▶ MATERIAL SUPPLIED
---

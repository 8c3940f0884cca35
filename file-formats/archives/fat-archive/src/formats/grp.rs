//! Duke Nukem 3D / Build engine `.GRP` archives
//!
//! ```text
//! header  "KenSilverman"           12 bytes
//!         file count               u32
//! row     name, NUL padded         12 bytes
//!         size                     u32
//! data    files back to back in row order
//! ```
//!
//! Offsets are implied by the sizes, so moving a file needs no table
//! update.

use super::{Certainty, read_name, write_name};
use crate::adapter::FatAdapter;
use crate::archive::{FatArchive, parsed_entry};
use crate::entry::{EntryRef, FatEntry};
use crate::error::{Error, Result};
use crate::storage::{BufferedStorage, ByteStorage, SharedStorage, shared};
use crate::table::FatTable;
use byteorder::{LittleEndian, ReadBytesExt, WriteBytesExt};
use std::fs::OpenOptions;
use std::io::{Read, Seek, SeekFrom, Write};
use std::path::Path;

/// Signature at the start of every GRP file
pub const SIGNATURE: &[u8; 12] = b"KenSilverman";
/// Length of the fixed header
pub const HEADER_LEN: u64 = 16;
/// Length of one table row
pub const ROW_LEN: u64 = 16;
/// Width of the filename field
pub const NAME_LEN: usize = 12;

const COUNT_OFFSET: u64 = 12;

fn row_offset(index: usize) -> u64 {
    HEADER_LEN + index as u64 * ROW_LEN
}

/// Table hooks for GRP archives
#[derive(Debug, Default)]
pub struct GrpAdapter;

impl GrpAdapter {
    fn write_count(storage: &mut dyn ByteStorage, count: usize) -> Result<()> {
        let count = u32::try_from(count)
            .map_err(|_| Error::capacity(format!("{count} files do not fit a GRP table")))?;
        storage.seek(SeekFrom::Start(COUNT_OFFSET))?;
        storage.write_u32::<LittleEndian>(count)?;
        Ok(())
    }
}

fn size_field(size: u64) -> Result<u32> {
    u32::try_from(size).map_err(|_| Error::capacity(format!("{size} bytes is too large for GRP")))
}

impl FatAdapter for GrpAdapter {
    type Extra = ();

    fn max_name_len(&self) -> Option<usize> {
        Some(NAME_LEN)
    }

    fn validate_size(&self, _entry: &FatEntry, stored_size: u64, _real_size: u64) -> Result<()> {
        size_field(stored_size).map(drop)
    }

    fn update_file_offset(&mut self, _: &mut dyn ByteStorage, _: &FatEntry, _: i64) -> Result<()> {
        Ok(())
    }

    fn update_file_size(
        &mut self,
        storage: &mut dyn ByteStorage,
        entry: &FatEntry,
        _delta: i64,
    ) -> Result<()> {
        storage.seek(SeekFrom::Start(row_offset(entry.index) + NAME_LEN as u64))?;
        storage.write_u32::<LittleEndian>(size_field(entry.stored_size)?)?;
        Ok(())
    }

    fn update_file_name(
        &mut self,
        storage: &mut dyn ByteStorage,
        entry: &FatEntry,
        new_name: &str,
    ) -> Result<()> {
        storage.seek(SeekFrom::Start(row_offset(entry.index)))?;
        write_name(storage, new_name, NAME_LEN)?;
        Ok(())
    }

    fn pre_insert_file(
        &mut self,
        table: &mut FatTable<()>,
        _before: Option<&EntryRef>,
        mut entry: FatEntry,
    ) -> Result<FatEntry> {
        let size = size_field(entry.stored_size)?;
        let count = table.len() + 1;
        let row = row_offset(entry.index);
        {
            let mut storage = table.storage();
            storage.seek(SeekFrom::Start(row))?;
            storage.insert_bytes(ROW_LEN)?;
            write_name(&mut **storage, &entry.name, NAME_LEN)?;
            storage.write_u32::<LittleEndian>(size)?;
            Self::write_count(&mut **storage, count)?;
        }

        // Every file moves back by one row, the new one included
        table.shift_files(self, None, row, ROW_LEN as i64, 0)?;
        entry.offset += ROW_LEN;
        Ok(entry)
    }

    fn pre_remove_file(&mut self, table: &mut FatTable<()>, entry: &EntryRef) -> Result<()> {
        let row = row_offset(entry.index());
        let count = table.len() - 1;
        {
            let mut storage = table.storage();
            storage.seek(SeekFrom::Start(row))?;
            storage.remove_bytes(ROW_LEN)?;
            Self::write_count(&mut **storage, count)?;
        }
        table.shift_files(self, None, row, -(ROW_LEN as i64), 0)?;
        Ok(())
    }
}

/// Check whether `reader` holds a GRP archive
pub fn detect<R: Read + Seek>(reader: &mut R) -> Result<Certainty> {
    let len = reader.seek(SeekFrom::End(0))?;
    if len < HEADER_LEN {
        return Ok(Certainty::DefinitelyNo);
    }
    reader.seek(SeekFrom::Start(0))?;
    let mut sig = [0u8; 12];
    reader.read_exact(&mut sig)?;
    if &sig != SIGNATURE {
        return Ok(Certainty::DefinitelyNo);
    }
    let count = u64::from(reader.read_u32::<LittleEndian>()?);
    if HEADER_LEN + count * ROW_LEN > len {
        return Ok(Certainty::DefinitelyNo);
    }
    Ok(Certainty::DefinitelyYes)
}

/// Open a GRP archive held in `storage`
pub fn open(storage: SharedStorage) -> Result<FatArchive<GrpAdapter>> {
    let mut archive = FatArchive::new(storage, GrpAdapter, HEADER_LEN);
    let mut rows = Vec::new();
    let len = {
        let mut s = archive.table().storage();
        let len = s.len();
        if len < HEADER_LEN {
            return Err(Error::corrupted_table("file too short for a GRP header"));
        }
        s.seek(SeekFrom::Start(0))?;
        let mut sig = [0u8; 12];
        s.read_exact(&mut sig)?;
        if &sig != SIGNATURE {
            return Err(Error::corrupted_table("missing KenSilverman signature"));
        }
        let count = s.read_u32::<LittleEndian>()?;
        if row_offset(count as usize) > len {
            return Err(Error::corrupted_table(format!(
                "table of {count} files runs past the end of the archive"
            )));
        }
        for _ in 0..count {
            let name = read_name(&mut **s, NAME_LEN)?;
            let size = s.read_u32::<LittleEndian>()?;
            rows.push((name, u64::from(size)));
        }
        len
    };

    let mut offset = row_offset(rows.len());
    for (index, (name, size)) in rows.iter().enumerate() {
        if offset + size > len {
            return Err(Error::corrupted_table(format!(
                "{name} ends at {} but the archive is {len} bytes",
                offset + size
            )));
        }
        archive
            .table_mut()
            .push_entry(parsed_entry(index, offset, *size, name));
        offset += size;
    }
    log::debug!("Opened GRP archive with {} files", rows.len());
    Ok(archive)
}

/// Write an empty GRP header into empty `storage` and open it
pub fn create(storage: SharedStorage) -> Result<FatArchive<GrpAdapter>> {
    {
        let mut s = storage.lock();
        s.seek(SeekFrom::Start(0))?;
        s.write_all(SIGNATURE)?;
        s.write_u32::<LittleEndian>(0)?;
    }
    open(storage)
}

/// Open a GRP file on disk, committing back to it on flush
pub fn open_path<P: AsRef<Path>>(path: P) -> Result<FatArchive<GrpAdapter>> {
    let file = OpenOptions::new().read(true).write(true).open(path)?;
    let storage = BufferedStorage::new(file)?;
    let truncate = storage.truncate_callback()?;
    Ok(open(shared(storage))?.with_truncate_callback(truncate))
}
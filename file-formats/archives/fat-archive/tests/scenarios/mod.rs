//! Level 4: End-to-End Scenario Tests
//!
//! These tests run long random edit sequences and full disk round trips.
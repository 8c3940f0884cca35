//! Window streams onto a single sub-file
//!
//! A [`SubStream`] reads and writes the bytes of one entry inside the shared
//! container. Its window is owned jointly with the archive's registry, so it
//! follows the entry when other files move it. The stream can never change
//! the container's layout; growing a file goes through the archive.

use crate::entry::EntryRef;
use crate::error::Error;
use crate::registry::{SharedWindow, Window};
use crate::storage::SharedStorage;
use std::fmt;
use std::io::{self, Read, Seek, SeekFrom, Write};

/// Read/write window bound to one entry
pub struct SubStream<X> {
    storage: SharedStorage,
    entry: EntryRef<X>,
    window: SharedWindow,
    pos: u64,
}

impl<X> SubStream<X> {
    pub(crate) fn new(storage: SharedStorage, entry: EntryRef<X>, window: SharedWindow) -> Self {
        Self {
            storage,
            entry,
            window,
            pos: 0,
        }
    }

    /// The entry this stream belongs to
    pub fn entry(&self) -> &EntryRef<X> {
        &self.entry
    }

    /// Current window, failing once the entry has been removed
    pub fn window(&self) -> io::Result<Window> {
        if !self.entry.is_valid() {
            let name = self.entry.name();
            return Err(Error::invalid_handle(format!(
                "attempt to access closed or deleted file {name}"
            ))
            .into_io());
        }
        Ok(*self.window.lock())
    }

    /// Absolute offset of the first byte in the container
    pub fn offset(&self) -> io::Result<u64> {
        Ok(self.window()?.start)
    }

    /// Number of bytes visible through the stream
    pub fn len(&self) -> io::Result<u64> {
        Ok(self.window()?.len)
    }

    /// Whether the stream currently has no bytes
    pub fn is_empty(&self) -> io::Result<bool> {
        Ok(self.len()? == 0)
    }

    /// Current position relative to the start of the sub-file
    pub fn position(&self) -> u64 {
        self.pos
    }
}

impl<X> Read for SubStream<X> {
    fn read(&mut self, buf: &mut [u8]) -> io::Result<usize> {
        let window = self.window()?;
        if self.pos >= window.len || buf.is_empty() {
            return Ok(0);
        }
        let avail = window.len - self.pos;
        let n = buf.len().min(usize::try_from(avail).unwrap_or(usize::MAX));

        let mut storage = self.storage.lock();
        storage.seek(SeekFrom::Start(window.start + self.pos))?;
        storage.read_exact(&mut buf[..n])?;
        self.pos += n as u64;
        Ok(n)
    }
}

impl<X> Write for SubStream<X> {
    fn write(&mut self, buf: &[u8]) -> io::Result<usize> {
        let window = self.window()?;
        if self.pos >= window.len || buf.is_empty() {
            // write_all turns this into WriteZero
            return Ok(0);
        }
        let room = window.len - self.pos;
        let n = buf.len().min(usize::try_from(room).unwrap_or(usize::MAX));

        let mut storage = self.storage.lock();
        storage.seek(SeekFrom::Start(window.start + self.pos))?;
        storage.write_all(&buf[..n])?;
        self.pos += n as u64;
        Ok(n)
    }

    fn flush(&mut self) -> io::Result<()> {
        // Shared with the archive, which owns committing
        Ok(())
    }
}

impl<X> Seek for SubStream<X> {
    fn seek(&mut self, pos: SeekFrom) -> io::Result<u64> {
        let (base, delta) = match pos {
            SeekFrom::Start(p) => {
                self.pos = p;
                return Ok(p);
            }
            SeekFrom::End(d) => (self.len()?, d),
            SeekFrom::Current(d) => (self.pos, d),
        };
        self.pos = base.checked_add_signed(delta).ok_or_else(|| {
            io::Error::new(
                io::ErrorKind::InvalidInput,
                "invalid seek to a negative or overflowing position",
            )
        })?;
        Ok(self.pos)
    }
}

impl<X> fmt::Debug for SubStream<X> {
    fn fmt(&self, f: &mut fmt::Formatter<'_>) -> fmt::Result {
        f.debug_struct("SubStream")
            .field("window", &*self.window.lock())
            .field("pos", &self.pos)
            .field("valid", &self.entry.is_valid())
            .finish()
    }
}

---

Look through the entries for the string "reader". Every line that has it belongs in the answer.

/// Check whether `reader` holds a GRP archive
pub fn detect<R: Read + Seek>(reader: &mut R) -> Result<Certainty> {
    let len = reader.seek(SeekFrom::End(0))?;
    reader.seek(SeekFrom::Start(0))?;
    reader.read_exact(&mut sig)?;
    let count = u64::from(reader.read_u32::<LittleEndian>()?);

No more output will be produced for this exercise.